Deficits in executive function can be indicative of vascular contributions to cognitive impairment, which are often related to WMH [57]. As a possible limitation, the participants from ADNI 1 studied here had generally low volumes of WMH, and more subtle measures of vascular dysfunction (e.g. white matter microstructural damage or cerebral blood flow) were not ascertained, precluding evaluation of more subtle vascular measures. Future studies might examine relationships between neutrophil markers and vascular brain changes [58] either not present or not measured in ADNI 1 (e.g. WMH on FLAIR imaging, fractional anisotropy by diffusion tensor imaging, or cerebral blood flow by arterial spin labelling) as potential mediators of the relationship between neutrophil markers and executive decline.
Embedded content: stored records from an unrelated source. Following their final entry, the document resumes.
//! Application configuration.

use crate::domain::export_format::ExportFormat;
use serde::{Deserialize, Serialize};
use std::net::SocketAddr;
use std::path::{Path, PathBuf};

/// Environment variable pointing at an explicit config file.
pub const CONFIG_PATH_ENV: &str = "IMAGE_COMBINER_CONFIG";

#[derive(Debug, Clone, Serialize, Deserialize)]
#[serde(default)]
pub struct AppConfig {
    /// Address the local UI is served on.
    pub bind_addr: SocketAddr,

    /// Width in pixels of the stroke between the two halves.
    pub separator_width: u32,

    /// Format preselected for downloads.
    pub default_format: ExportFormat,

    /// Directory holding the static page.
    pub static_dir: PathBuf,

    /// Upper bound on a single upload request body.
    pub max_upload_bytes: usize,

    pub logging: LoggingConfig,
}

/// Logging configuration.
#[derive(Debug, Clone, Serialize, Deserialize)]
#[serde(default)]
pub struct LoggingConfig {
    /// `EnvFilter` directives (e.g., "info", "image_combiner=debug,warn").
    pub level: String,

    /// Whether to output structured JSON logs.
    pub json: bool,
}

impl Default for AppConfig {
    fn default() -> Self {
        Self {
            bind_addr: SocketAddr::from(([127, 0, 0, 1], 3300)),
            separator_width: 8,
            default_format: ExportFormat::WebP,
            static_dir: PathBuf::from("frontend"),
            max_upload_bytes: 32 * 1024 * 1024,
            logging: LoggingConfig::default(),
        }
    }
}

impl Default for LoggingConfig {
    fn default() -> Self {
        Self {
            level: crate::logging::DEFAULT_FILTER.to_string(),
            json: false,
        }
    }
}

impl AppConfig {
    /// Load config from `$IMAGE_COMBINER_CONFIG` or the standard location,
    /// falling back to defaults.
    pub fn load() -> Self {
        let config_path = std::env::var(CONFIG_PATH_ENV)
            .map(PathBuf::from)
            .unwrap_or_else(|_| config_file_path());
        Self::load_from(&config_path)
    }

    /// Runs before logging is initialized, so problems go to stderr.
    pub fn load_from(path: &Path) -> Self {
        if path.exists() {
            match std::fs::read_to_string(path) {
                Ok(content) => match serde_json::from_str(&content) {
                    Ok(config) => return config,
                    Err(e) => {
                        eprintln!("Failed to parse config at {:?}: {}", path, e);
                    }
                },
                Err(e) => {
                    eprintln!("Failed to read config at {:?}: {}", path, e);
                }
            }
        }
        Self::default()
    }
}

/// Standard config file location.
fn config_file_path() -> PathBuf {
    let base = std::env::var("XDG_CONFIG_HOME")
        .map(PathBuf::from)
        .unwrap_or_else(|_| {
            let home = std::env::var("HOME").unwrap_or_else(|_| "/tmp".to_string());
            PathBuf::from(home).join(".config")
        });
    base.join("image-combiner").join("config.json")
}

#[cfg(test)]
mod tests {
    use super::*;

    fn temp_config(name: &str, content: &str) -> PathBuf {
        let path = std::env::temp_dir().join(format!(
            "image-combiner-{}-{}.json",
            name,
            std::process::id()
        ));
        std::fs::write(&path, content).unwrap();
        path
    }

    #[test]
    fn test_missing_file_gives_defaults() {
        let config = AppConfig::load_from(Path::new("/nonexistent/image-combiner.json"));
        assert_eq!(config.separator_width, 8);
        assert_eq!(config.default_format, ExportFormat::WebP);
        assert_eq!(config.bind_addr.to_string(), "127.0.0.1:3300");
        assert_eq!(config.logging.level, crate::logging::DEFAULT_FILTER);
    }

    #[test]
    fn test_partial_file_keeps_other_defaults() {
        let path = temp_config(
            "partial",
            r#"{ "separator_width": 4, "default_format": "jpg", "logging": { "json": true } }"#,
        );
        let config = AppConfig::load_from(&path);
        std::fs::remove_file(&path).ok();

        assert_eq!(config.separator_width, 4);
        assert_eq!(config.default_format, ExportFormat::Jpeg);
        assert!(config.logging.json);
        assert_eq!(config.logging.level, crate::logging::DEFAULT_FILTER);
        assert_eq!(config.static_dir, PathBuf::from("frontend"));
    }

    #[test]
    fn test_invalid_file_gives_defaults() {
        let path = temp_config("invalid", "{ not json");
        let config = AppConfig::load_from(&path);
        std::fs::remove_file(&path).ok();

        assert_eq!(config.separator_width, 8);
    }
}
Zlokovic et al. suggest that vascular injury and blood brain barrier disruption are associated with early cognitive decline independent of amyloid and tau [43]. As a further limitation to the present study, amyloid and tau imaging were unavailable in these participants, precluding investigation as correlates of the inflammatory factor identified, or as criteria to detect important heterogeneity factors in the etiologies of the dementia cases studied. Because ADNI did not study dementia due to other neurodegenerative diseases, further work would be needed to determine if the observed associations are specific to AD. The sample size assessed was relatively small, with follow-up data in only 96 patients. Although neutrophil counts were not provided by ADNI, the current findings using neutrophil-related markers add to case-control [14] and prospective [16] studies that examined neutrophil counts. Finally, some of neutrophil-related markers can originate from the kidneys [59, 60]. Since renal dysfunction has previously been linked to higher risk of developing dementia [61], future studies with larger samples might investigate kidney disease or glomerular filtration rate as possible confounders. The relatively small sample size also precluded examining subgroups of men and women, limiting comment on the generalizability of the findings to men and women specifically.

Conclusions

Our findings suggest the potential utility of investigating distinct inflammatory pathways affecting one or more particular symptoms of the disease. Inflammation has been suggested to affect mood [62, 63], memory, and other cognitive domains in AD [2, 3], but inconsistent results have prevented the translation of this research into clinical diagnostic/prognostic biomarkers or drug targets. Examining a subset of inflammatory markers belonging to a particular biological cascade, or to a type of inflammatory cell, might provide unique insights into the inflammatory signatures that are related to particular symptoms.

Using a latent factor composed of peripheral neutrophil-associated inflammatory proteins, the present data suggest a possible contribution of neutrophil adhesion and activation to the decline in executive function over time in mild AD. Future studies might examine relationships of neutrophil markers with amyloid, tau, and indicators of cerebrovascular disease.